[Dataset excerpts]
----------------

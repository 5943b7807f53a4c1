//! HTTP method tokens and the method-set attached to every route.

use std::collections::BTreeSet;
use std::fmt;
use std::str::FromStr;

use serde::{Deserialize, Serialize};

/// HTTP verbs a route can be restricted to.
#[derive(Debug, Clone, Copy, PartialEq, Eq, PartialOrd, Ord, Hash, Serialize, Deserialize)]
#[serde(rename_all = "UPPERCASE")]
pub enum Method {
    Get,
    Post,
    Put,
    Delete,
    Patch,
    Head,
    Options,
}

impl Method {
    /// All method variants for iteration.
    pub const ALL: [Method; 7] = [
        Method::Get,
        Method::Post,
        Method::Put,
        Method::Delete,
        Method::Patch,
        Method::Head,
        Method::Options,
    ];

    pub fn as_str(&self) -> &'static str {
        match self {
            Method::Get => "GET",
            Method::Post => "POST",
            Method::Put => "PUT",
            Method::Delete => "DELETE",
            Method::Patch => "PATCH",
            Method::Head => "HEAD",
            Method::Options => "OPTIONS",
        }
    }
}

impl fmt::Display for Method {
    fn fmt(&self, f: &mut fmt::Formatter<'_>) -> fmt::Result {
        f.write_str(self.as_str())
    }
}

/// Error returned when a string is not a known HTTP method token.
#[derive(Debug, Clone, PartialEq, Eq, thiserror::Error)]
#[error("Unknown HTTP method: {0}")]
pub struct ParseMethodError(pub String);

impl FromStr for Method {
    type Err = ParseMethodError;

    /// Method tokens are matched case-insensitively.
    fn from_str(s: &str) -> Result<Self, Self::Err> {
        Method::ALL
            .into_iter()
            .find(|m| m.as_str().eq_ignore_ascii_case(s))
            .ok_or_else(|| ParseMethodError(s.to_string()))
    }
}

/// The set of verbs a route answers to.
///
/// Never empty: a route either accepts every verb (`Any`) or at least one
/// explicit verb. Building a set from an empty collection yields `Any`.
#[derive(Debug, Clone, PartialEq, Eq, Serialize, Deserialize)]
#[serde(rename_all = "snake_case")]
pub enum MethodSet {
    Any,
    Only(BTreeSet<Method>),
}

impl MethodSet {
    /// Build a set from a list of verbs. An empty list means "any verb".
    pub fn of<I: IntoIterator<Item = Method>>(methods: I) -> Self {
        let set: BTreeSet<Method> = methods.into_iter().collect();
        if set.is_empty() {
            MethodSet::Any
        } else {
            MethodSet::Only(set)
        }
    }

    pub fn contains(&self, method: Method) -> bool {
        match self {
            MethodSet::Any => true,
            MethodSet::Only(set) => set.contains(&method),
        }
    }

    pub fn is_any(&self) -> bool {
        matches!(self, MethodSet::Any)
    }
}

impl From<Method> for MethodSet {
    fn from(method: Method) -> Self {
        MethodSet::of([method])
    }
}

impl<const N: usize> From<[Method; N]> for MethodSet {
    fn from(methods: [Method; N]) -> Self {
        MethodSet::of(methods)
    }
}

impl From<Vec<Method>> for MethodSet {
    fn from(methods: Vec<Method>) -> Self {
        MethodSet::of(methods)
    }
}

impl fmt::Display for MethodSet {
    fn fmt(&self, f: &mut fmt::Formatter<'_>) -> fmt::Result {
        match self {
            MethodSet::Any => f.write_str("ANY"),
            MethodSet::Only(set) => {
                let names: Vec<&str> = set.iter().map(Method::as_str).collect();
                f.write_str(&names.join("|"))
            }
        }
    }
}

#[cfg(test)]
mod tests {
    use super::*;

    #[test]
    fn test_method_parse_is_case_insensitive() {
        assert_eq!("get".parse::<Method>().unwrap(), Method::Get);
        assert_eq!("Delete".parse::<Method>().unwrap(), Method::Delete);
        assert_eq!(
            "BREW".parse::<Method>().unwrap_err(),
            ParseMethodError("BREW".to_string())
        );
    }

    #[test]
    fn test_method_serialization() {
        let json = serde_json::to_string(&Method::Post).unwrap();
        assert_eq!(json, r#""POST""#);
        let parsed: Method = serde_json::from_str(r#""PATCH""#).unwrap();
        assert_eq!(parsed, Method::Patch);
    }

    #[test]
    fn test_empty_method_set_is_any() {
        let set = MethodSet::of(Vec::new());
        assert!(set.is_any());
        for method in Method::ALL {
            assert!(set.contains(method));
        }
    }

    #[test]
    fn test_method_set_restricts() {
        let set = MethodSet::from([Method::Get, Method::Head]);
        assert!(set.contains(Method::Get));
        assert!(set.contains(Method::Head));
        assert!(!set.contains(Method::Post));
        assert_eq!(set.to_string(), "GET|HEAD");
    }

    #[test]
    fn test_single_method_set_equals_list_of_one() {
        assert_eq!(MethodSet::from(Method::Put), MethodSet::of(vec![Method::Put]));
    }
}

----------------

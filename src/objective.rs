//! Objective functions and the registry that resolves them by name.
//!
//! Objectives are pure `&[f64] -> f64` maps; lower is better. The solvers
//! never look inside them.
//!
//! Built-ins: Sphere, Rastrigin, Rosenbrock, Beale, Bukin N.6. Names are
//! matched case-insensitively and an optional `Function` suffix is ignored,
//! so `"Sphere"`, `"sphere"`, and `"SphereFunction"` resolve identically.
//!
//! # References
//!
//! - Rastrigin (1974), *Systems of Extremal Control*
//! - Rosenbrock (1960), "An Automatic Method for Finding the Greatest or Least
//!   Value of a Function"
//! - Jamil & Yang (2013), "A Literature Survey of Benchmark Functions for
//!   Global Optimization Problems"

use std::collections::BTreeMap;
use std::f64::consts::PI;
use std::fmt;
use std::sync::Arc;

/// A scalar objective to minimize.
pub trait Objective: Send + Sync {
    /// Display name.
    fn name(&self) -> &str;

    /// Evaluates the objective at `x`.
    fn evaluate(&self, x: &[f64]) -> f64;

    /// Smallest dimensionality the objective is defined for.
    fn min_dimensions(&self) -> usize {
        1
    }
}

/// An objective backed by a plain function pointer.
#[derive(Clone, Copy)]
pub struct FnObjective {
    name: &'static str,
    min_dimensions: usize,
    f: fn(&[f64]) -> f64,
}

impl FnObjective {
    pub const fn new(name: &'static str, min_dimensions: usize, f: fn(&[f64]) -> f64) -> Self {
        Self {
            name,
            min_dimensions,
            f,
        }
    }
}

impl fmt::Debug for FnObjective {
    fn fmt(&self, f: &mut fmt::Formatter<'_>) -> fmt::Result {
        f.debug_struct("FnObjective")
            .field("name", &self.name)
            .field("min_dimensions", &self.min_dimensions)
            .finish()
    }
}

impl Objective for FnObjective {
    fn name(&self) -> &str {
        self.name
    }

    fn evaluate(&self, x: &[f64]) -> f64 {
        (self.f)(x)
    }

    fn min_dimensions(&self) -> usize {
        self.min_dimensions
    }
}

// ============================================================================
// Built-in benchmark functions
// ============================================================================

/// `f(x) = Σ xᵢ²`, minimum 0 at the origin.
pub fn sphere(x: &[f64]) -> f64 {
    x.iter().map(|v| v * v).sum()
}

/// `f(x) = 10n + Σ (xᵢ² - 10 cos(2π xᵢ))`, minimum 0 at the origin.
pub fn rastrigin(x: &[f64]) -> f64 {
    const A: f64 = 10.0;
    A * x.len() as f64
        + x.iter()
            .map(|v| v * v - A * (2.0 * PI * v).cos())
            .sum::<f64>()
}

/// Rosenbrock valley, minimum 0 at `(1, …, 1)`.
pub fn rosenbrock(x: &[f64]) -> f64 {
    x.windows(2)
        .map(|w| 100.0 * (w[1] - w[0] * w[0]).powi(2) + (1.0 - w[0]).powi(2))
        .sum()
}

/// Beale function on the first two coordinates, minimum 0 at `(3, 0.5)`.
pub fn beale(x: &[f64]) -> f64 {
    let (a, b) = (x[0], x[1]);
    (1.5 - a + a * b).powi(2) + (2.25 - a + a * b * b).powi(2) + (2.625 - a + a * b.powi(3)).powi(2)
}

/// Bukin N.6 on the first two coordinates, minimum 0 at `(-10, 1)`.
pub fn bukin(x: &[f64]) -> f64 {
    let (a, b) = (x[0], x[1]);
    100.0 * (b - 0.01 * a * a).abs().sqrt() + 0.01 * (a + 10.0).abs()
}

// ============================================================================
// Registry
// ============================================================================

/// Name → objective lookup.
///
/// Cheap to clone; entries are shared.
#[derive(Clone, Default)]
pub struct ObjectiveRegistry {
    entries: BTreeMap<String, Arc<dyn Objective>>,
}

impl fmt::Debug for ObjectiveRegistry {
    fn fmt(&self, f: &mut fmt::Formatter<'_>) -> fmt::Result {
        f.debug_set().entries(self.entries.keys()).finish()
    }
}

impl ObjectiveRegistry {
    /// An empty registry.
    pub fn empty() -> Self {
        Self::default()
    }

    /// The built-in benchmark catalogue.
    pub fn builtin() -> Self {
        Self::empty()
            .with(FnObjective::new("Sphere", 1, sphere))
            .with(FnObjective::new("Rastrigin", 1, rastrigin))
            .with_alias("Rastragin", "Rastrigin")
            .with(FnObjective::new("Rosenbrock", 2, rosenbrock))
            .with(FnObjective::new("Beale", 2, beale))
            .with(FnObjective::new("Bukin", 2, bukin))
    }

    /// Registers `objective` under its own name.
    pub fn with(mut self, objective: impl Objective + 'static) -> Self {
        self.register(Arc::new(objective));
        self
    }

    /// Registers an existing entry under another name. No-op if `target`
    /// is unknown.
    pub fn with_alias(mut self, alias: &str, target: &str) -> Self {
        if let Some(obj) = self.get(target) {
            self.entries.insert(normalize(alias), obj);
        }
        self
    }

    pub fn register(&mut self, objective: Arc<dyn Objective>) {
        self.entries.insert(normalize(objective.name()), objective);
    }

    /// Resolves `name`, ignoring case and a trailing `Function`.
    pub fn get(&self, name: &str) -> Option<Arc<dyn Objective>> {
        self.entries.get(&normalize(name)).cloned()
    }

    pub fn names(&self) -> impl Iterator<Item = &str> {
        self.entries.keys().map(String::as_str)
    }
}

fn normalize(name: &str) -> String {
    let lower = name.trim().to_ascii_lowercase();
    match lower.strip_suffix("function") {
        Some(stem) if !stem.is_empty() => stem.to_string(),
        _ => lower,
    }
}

----------------

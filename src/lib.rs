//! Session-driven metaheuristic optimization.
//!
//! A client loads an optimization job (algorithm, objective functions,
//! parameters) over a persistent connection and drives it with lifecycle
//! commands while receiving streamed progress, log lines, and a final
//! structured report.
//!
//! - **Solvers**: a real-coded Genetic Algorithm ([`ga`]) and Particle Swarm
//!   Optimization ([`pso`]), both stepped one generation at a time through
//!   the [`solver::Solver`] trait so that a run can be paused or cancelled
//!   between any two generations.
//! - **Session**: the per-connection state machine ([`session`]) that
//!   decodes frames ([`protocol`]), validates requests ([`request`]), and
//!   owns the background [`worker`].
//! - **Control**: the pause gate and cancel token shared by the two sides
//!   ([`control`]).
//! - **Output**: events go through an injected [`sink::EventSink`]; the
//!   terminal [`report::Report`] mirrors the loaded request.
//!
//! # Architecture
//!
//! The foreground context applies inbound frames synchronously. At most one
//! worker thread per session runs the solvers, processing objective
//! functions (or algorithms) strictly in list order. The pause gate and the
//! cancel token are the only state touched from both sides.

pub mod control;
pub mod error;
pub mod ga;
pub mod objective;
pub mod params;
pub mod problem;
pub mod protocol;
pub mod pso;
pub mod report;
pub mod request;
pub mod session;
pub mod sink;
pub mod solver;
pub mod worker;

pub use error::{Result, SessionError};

----------------

**Task description:** Find "impl fmt::Display for MethodSet" in the entries above and copy that whole line exactly, then each line after it through the line that contains "let parsed: Method".

**Exercise result:**
impl fmt::Display for MethodSet {
    fn fmt(&self, f: &mut fmt::Formatter<'_>) -> fmt::Result {
        match self {
            MethodSet::Any => f.write_str("ANY"),
            MethodSet::Only(set) => {
                let names: Vec<&str> = set.iter().map(Method::as_str).collect();
                f.write_str(&names.join("|"))
            }
        }
    }
}

#[cfg(test)]
mod tests {
    use super::*;

    #[test]
    fn test_method_parse_is_case_insensitive() {
        assert_eq!("get".parse::<Method>().unwrap(), Method::Get);
        assert_eq!("Delete".parse::<Method>().unwrap(), Method::Delete);
        assert_eq!(
            "BREW".parse::<Method>().unwrap_err(),
            ParseMethodError("BREW".to_string())
        );
    }

    #[test]
    fn test_method_serialization() {
        let json = serde_json::to_string(&Method::Post).unwrap();
        assert_eq!(json, r#""POST""#);
        let parsed: Method = serde_json::from_str(r#""PATCH""#).unwrap();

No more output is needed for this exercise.